To improve the diagnostic utility, we brought in multi-dimension information to establish a prediction model on AML survival. The traditional prognostic factors (age, gender, ELN2017 risk stratification, etc) and the associated expression data (predicted LINC00649 binding proteins, miRNAs/mRNAs in the ceRNA network), and methylation data (altered methylated CpG sites) were included into the prediction model, by which the OS and PFS data were fitted into using the LASSO regression analysis. A few prediction models, including genetic information of AML patients, have been developed previously, including Clinseq-G[82] (AUC for 3-year OS is 0.730), ELN2017 stratification in the validation cohort [82] (AUC for 3-year OS is 0.65), Li Z et al[82] (AUC for 3-year OS is 0.70), Huang R et al[83] (AUC for 1 year OS is 0.666, AUC for 5 year OS is 0.707), Ha M et al[84] (AUC for 5-year OS is 0.613). The AUC of our prediction models is better than all these models, possibly attributing to the integrated multi-dimension information. On the other hand, the Kaplan-Meier plots supported the risk stratification using our models to divide patients into high-risk and low-risk group, which well recognized the patients with much better prognosis (the median OS of low-risk group has not reached). While due to lack of integrated information in one cohort like TCGA database, which included clinical/RNAseq (protein-coding and noncoding RNA)/miRNAseq/methylation datasets, we can hardly validate this model independently. However, the present work brings clues and insights to further studies, by providing potential biomarker and therapeutic targets.
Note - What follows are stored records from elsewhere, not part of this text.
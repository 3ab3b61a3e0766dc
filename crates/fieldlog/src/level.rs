//! crates/fieldlog/src/level.rs
//! Severity levels and the atomically updated threshold that gates them.

use std::fmt;
use std::sync::atomic::{AtomicU64, Ordering};

/// Severity of a logged event, and of the thresholds that gate emission.
///
/// Levels are backed by a `u64` with each variant at its own ascending bit
/// position. The values are compared purely as ranks; they are never
/// combined as masks. [`Level::None`] sits above every real level and
/// silences all output when installed as a threshold.
///
/// # Examples
///
/// ```
/// use fieldlog::Level;
///
/// assert!(Level::Trace < Level::Debug);
/// assert!(Level::System < Level::None);
/// assert_eq!(Level::Error.to_string(), "ERROR");
/// ```
#[derive(Clone, Copy, Debug, Eq, Hash, Ord, PartialEq, PartialOrd)]
#[cfg_attr(feature = "serde", derive(serde::Serialize, serde::Deserialize))]
#[repr(u64)]
pub enum Level {
    /// The most verbose setting: fine detail of variable values and every
    /// step of the program's control flow.
    Trace = 1 << 0,
    /// Information that is helpful for most debugging cases.
    Debug = 1 << 1,
    /// Messages that are also shown to the user; the default threshold.
    User = 1 << 2,
    /// The program's routine output.
    Info = 1 << 3,
    /// Errors that should normally always reach the log; the recommended
    /// minimum threshold.
    Error = 1 << 4,
    /// A system level error: something really bad has happened.
    System = 1 << 5,
    /// Sentinel above all real levels; silences all output. Events are
    /// never logged at this level.
    None = 1 << 6,
}

impl Level {
    /// Returns the upper-case tag used in formatted output.
    #[must_use]
    pub const fn tag(self) -> &'static str {
        match self {
            Self::Trace => "TRACE",
            Self::Debug => "DEBUG",
            Self::User => "USER",
            Self::Info => "INFO",
            Self::Error => "ERROR",
            Self::System => "SYSTEM",
            Self::None => "NONE",
        }
    }

    // Only values produced by `Level as u64` are ever stored in a filter,
    // so the fallback arm is unreachable in practice.
    fn from_bits(bits: u64) -> Self {
        match bits {
            1 => Self::Trace,
            2 => Self::Debug,
            4 => Self::User,
            8 => Self::Info,
            16 => Self::Error,
            32 => Self::System,
            _ => Self::None,
        }
    }
}

impl fmt::Display for Level {
    fn fmt(&self, f: &mut fmt::Formatter<'_>) -> fmt::Result {
        f.write_str(self.tag())
    }
}

/// An atomically updated [`Level`] threshold.
///
/// A filter passes every event whose level is at or above the stored
/// threshold. Reads and writes use single-word atomics only, so concurrent
/// [`set`](Self::set) and [`enabled`](Self::enabled) calls never observe a
/// torn value; no ordering with other memory is required.
///
/// # Examples
///
/// ```
/// use fieldlog::{Level, LevelFilter};
///
/// let filter = LevelFilter::new(Level::Info);
/// assert!(filter.enabled(Level::Error));
/// assert!(!filter.enabled(Level::Debug));
///
/// let previous = filter.set(Level::None);
/// assert_eq!(previous, Level::Info);
/// assert!(!filter.enabled(Level::System));
/// ```
#[derive(Debug)]
pub struct LevelFilter(AtomicU64);

impl LevelFilter {
    /// Creates a filter with the given initial threshold.
    #[must_use]
    pub const fn new(level: Level) -> Self {
        Self(AtomicU64::new(level as u64))
    }

    /// Returns true when `level` is at or above the current threshold.
    #[must_use]
    pub fn enabled(&self, level: Level) -> bool {
        level as u64 >= self.0.load(Ordering::Relaxed)
    }

    /// Installs a new threshold and returns the previous one, allowing
    /// temporary override/restore patterns.
    pub fn set(&self, level: Level) -> Level {
        Level::from_bits(self.0.swap(level as u64, Ordering::Relaxed))
    }

    /// Returns the current threshold.
    #[must_use]
    pub fn get(&self) -> Level {
        Level::from_bits(self.0.load(Ordering::Relaxed))
    }
}

impl Default for LevelFilter {
    fn default() -> Self {
        Self::new(Level::User)
    }
}
//! crates/fieldlog/src/colour.rs
//! ANSI colour decoration for level tags and event text.

use console::Style;

/// Wraps `text` in red enable/reset escapes; used for error tags and
/// error event text when colouring is enabled.
pub(crate) fn red(text: &str) -> String {
    paint(Style::new().red(), text)
}

/// Wraps `text` in white enable/reset escapes; the fixed default tag
/// colour of colour-enabled loggers.
pub(crate) fn white(text: &str) -> String {
    paint(Style::new().white(), text)
}

fn paint(style: Style, text: &str) -> String {
    // Styling is forced so decoration stays a pure string transformation;
    // whether to colour at all is decided by the toggles upstream.
    style.force_styling(true).apply_to(text).to_string()
}

#[cfg(test)]
mod tests {
    use super::*;

    #[test]
    fn red_wraps_in_escape_pair() {
        let painted = red("ERROR");
        assert!(painted.starts_with("\u{1b}["));
        assert!(painted.contains("ERROR"));
        assert!(painted.ends_with('m'));
    }

    #[test]
    fn white_differs_from_red() {
        assert_ne!(red("TAG"), white("TAG"));
    }

    #[test]
    fn colour_applies_off_terminal() {
        // Force-styled output must not depend on tty detection.
        assert_ne!(red("x"), "x");
    }
}
//! Quadrature decoding
//!
//! Detent encoders rest with both channels high. One click runs through
//! all four Gray-code states:
//!
//! ```text
//! CW:  (1,1) -> (0,1) -> (0,0) -> (1,0) -> (1,1)   A falls first
//! CCW: (1,1) -> (1,0) -> (0,0) -> (0,1) -> (1,1)   B falls first
//! ```
//!
//! A step is reported when a channel rises again after both were low.
//! Contact bounce that returns to (1,1) before reaching (0,0) is dropped.

/// Rotation direction of one detent
#[derive(Debug, Clone, Copy, PartialEq, Eq)]
#[cfg_attr(feature = "defmt", derive(defmt::Format))]
pub enum Direction {
    Clockwise,
    CounterClockwise,
}

#[derive(Debug, Clone, Copy, PartialEq, Eq)]
enum State {
    Idle,
    CwStep1,
    CwStep2,
    CcwStep1,
    CcwStep2,
}

/// Decoder state machine fed with raw channel levels
#[derive(Debug, Clone)]
pub struct QuadratureDecoder {
    state: State,
    last_a: bool,
    last_b: bool,
}

impl QuadratureDecoder {
    /// Create a decoder starting from the current channel levels
    pub const fn new(a: bool, b: bool) -> Self {
        Self {
            state: State::Idle,
            last_a: a,
            last_b: b,
        }
    }

    /// Feed one sample; returns a direction when a detent completes
    pub fn update(&mut self, a: bool, b: bool) -> Option<Direction> {
        if a == self.last_a && b == self.last_b {
            return None;
        }
        self.last_a = a;
        self.last_b = b;

        match self.state {
            State::Idle => {
                if !a && b {
                    self.state = State::CwStep1;
                } else if a && !b {
                    self.state = State::CcwStep1;
                }
                None
            }
            State::CwStep1 | State::CcwStep1 => {
                if !a && !b {
                    self.state = if self.state == State::CwStep1 {
                        State::CwStep2
                    } else {
                        State::CcwStep2
                    };
                } else if a && b {
                    // bounce
                    self.state = State::Idle;
                }
                None
            }
            State::CwStep2 if a || b => {
                self.state = State::Idle;
                Some(Direction::Clockwise)
            }
            State::CcwStep2 if a || b => {
                self.state = State::Idle;
                Some(Direction::CounterClockwise)
            }
            State::CwStep2 | State::CcwStep2 => None,
        }
    }
}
In our OS-prediction model, novel markers were identified (Table 3). EVPL is a component of the cornified envelope of keratinocytes, the genetic variations of which are associated with several solid cancer types[85-89]. While the association of other protein-coding genes or noncoding RNAswith either hematological or solid malignancy has not been investigated. Among the included methylation positions, individual methylation status of cg27456487 (MPO), cg05140293 (TTLL4), cg10152449 (CHST12), cg22291265 (SHANK1), cg18597188 (XRCC3), cg14533068 (SYNJ2), cg00081084 (TBCB) and cg20386404 (PTPN14) were significantly associated with AML survival, according to MethSurv online tools (https://biit.cs.ut.ee/methsurv/) (Supplementary Figure 5). A low expression ratio of MPO has been reported as a deleterious marker for AML, indicating a lower complete remission rate[90] and shorter PFS [91]. In untreated AML patients, hypermethylation status of MPO is detected and correlates with MPO expression, which can be induced by demethylating agents[92]. The alteration of MPO is demonstrated as an indicator for DNA methylation pattern implicating downregulation of DNMT3B[93], our results supported its significance in pathogenesis of AML. Other included methylated sites have not been reported to implicated in AML. In PFS prediction model (Table 3), no genetic variables were described in relation with AML previously. Notably, KIF26A was included in both OS and PFS model, which belongs to kinesin superfamily and is reported as an oncogenic marker for breast cancer[94] and pancreatic ductal carcinoma[95].